:: MATERIAL SUPPLIED
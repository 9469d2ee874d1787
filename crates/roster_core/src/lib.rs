//! Core state, validation and filtering logic for the employee roster.
//! This crate is the single source of truth for roster invariants.

pub mod app;
pub mod catalog;
pub mod config;
pub mod confirm;
pub mod db;
pub mod filter;
pub mod form;
pub mod i18n;
pub mod logging;
pub mod model;
pub mod paginate;
pub mod samples;
pub mod stats;
pub mod storage;
pub mod store;
pub mod validate;
pub mod view;

pub use app::{LoadSource, Notice, NoticeKind, RosterApp, SubmitReport};
pub use catalog::{CatalogEntry, ReferenceCatalog, StaticCatalog};
pub use config::{ConfigError, RosterConfig};
pub use confirm::{DeleteConfirmation, DeleteState};
pub use filter::FilterCriteria;
pub use form::{Commit, FormController, FormMode, FormState, FormValues, SubmitOutcome};
pub use i18n::catalog::{Locale, MessageCatalog};
pub use i18n::Translator;
pub use logging::{default_log_level, init_logging, logging_status, LoggingError};
pub use model::employee::{Employee, EmployeeDraft, EmployeeId, EmployeeProfile, SchemaVariant};
pub use model::field::Field;
pub use model::id::{IdGenerator, SequentialIds, TimestampIds};
pub use paginate::{paginate, total_pages, PageView};
pub use stats::RosterStats;
pub use storage::{
    EmployeeStorage, JsonStorage, KeyValueStore, MemoryKeyValueStore, SqliteKeyValueStore,
    StorageError,
};
pub use store::{EmployeeStore, StoreError};
pub use validate::{validate_field, validate_form, FieldError, FieldErrorKind, ValidationErrors};
pub use view::{ListView, ViewMode};

/// Returns the core crate version.
pub fn core_version() -> &'static str {
    env!("CARGO_PKG_VERSION")
}
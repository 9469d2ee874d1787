//! Form field names and per-variant field sets.

use crate::model::employee::SchemaVariant;
use std::fmt::{Display, Formatter};

/// Every form field the core knows how to validate.
///
/// `as_str` returns the wire name used by forms and storage.
#[derive(Debug, Clone, Copy, PartialEq, Eq, PartialOrd, Ord, Hash)]
pub enum Field {
    FirstName,
    LastName,
    Email,
    Phone,
    Department,
    Position,
    StartDate,
    BirthDate,
    Salary,
}

const MINIMAL_FIELDS: &[Field] = &[
    Field::FirstName,
    Field::LastName,
    Field::Email,
    Field::Phone,
    Field::Department,
    Field::Position,
    Field::StartDate,
];

const BIRTH_DATE_FIELDS: &[Field] = &[
    Field::FirstName,
    Field::LastName,
    Field::Email,
    Field::Phone,
    Field::Department,
    Field::Position,
    Field::StartDate,
    Field::BirthDate,
];

const SALARY_FIELDS: &[Field] = &[
    Field::FirstName,
    Field::LastName,
    Field::Email,
    Field::Phone,
    Field::Department,
    Field::Position,
    Field::StartDate,
    Field::Salary,
];

impl Field {
    pub const fn as_str(self) -> &'static str {
        match self {
            Self::FirstName => "firstName",
            Self::LastName => "lastName",
            Self::Email => "email",
            Self::Phone => "phone",
            Self::Department => "department",
            Self::Position => "position",
            Self::StartDate => "startDate",
            Self::BirthDate => "birthDate",
            Self::Salary => "salary",
        }
    }

    /// Resolves a wire name. Unknown names return `None`.
    pub fn parse(name: &str) -> Option<Self> {
        match name {
            "firstName" => Some(Self::FirstName),
            "lastName" => Some(Self::LastName),
            "email" => Some(Self::Email),
            "phone" => Some(Self::Phone),
            "department" => Some(Self::Department),
            "position" => Some(Self::Position),
            "startDate" => Some(Self::StartDate),
            "birthDate" => Some(Self::BirthDate),
            "salary" => Some(Self::Salary),
            _ => None,
        }
    }
}

impl Display for Field {
    fn fmt(&self, f: &mut Formatter<'_>) -> std::fmt::Result {
        f.write_str(self.as_str())
    }
}

/// Fields carried by a blank form of the given variant, in display order.
pub fn fields_for(variant: SchemaVariant) -> &'static [Field] {
    match variant {
        SchemaVariant::Minimal => MINIMAL_FIELDS,
        SchemaVariant::WithBirthDate => BIRTH_DATE_FIELDS,
        SchemaVariant::WithSalary => SALARY_FIELDS,
    }
}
::::
● TO DO:
Would you set down, word for word, the lines from the opening of the entries above through the line with "pub mod db;", both included, and no others?

● TASK SOLUTION:
repository 9469d2ee874d1787
filename crates/roster_core/src/lib.rs
//! Core state, validation and filtering logic for the employee roster.
//! This crate is the single source of truth for roster invariants.

pub mod app;
pub mod catalog;
pub mod config;
pub mod confirm;
pub mod db;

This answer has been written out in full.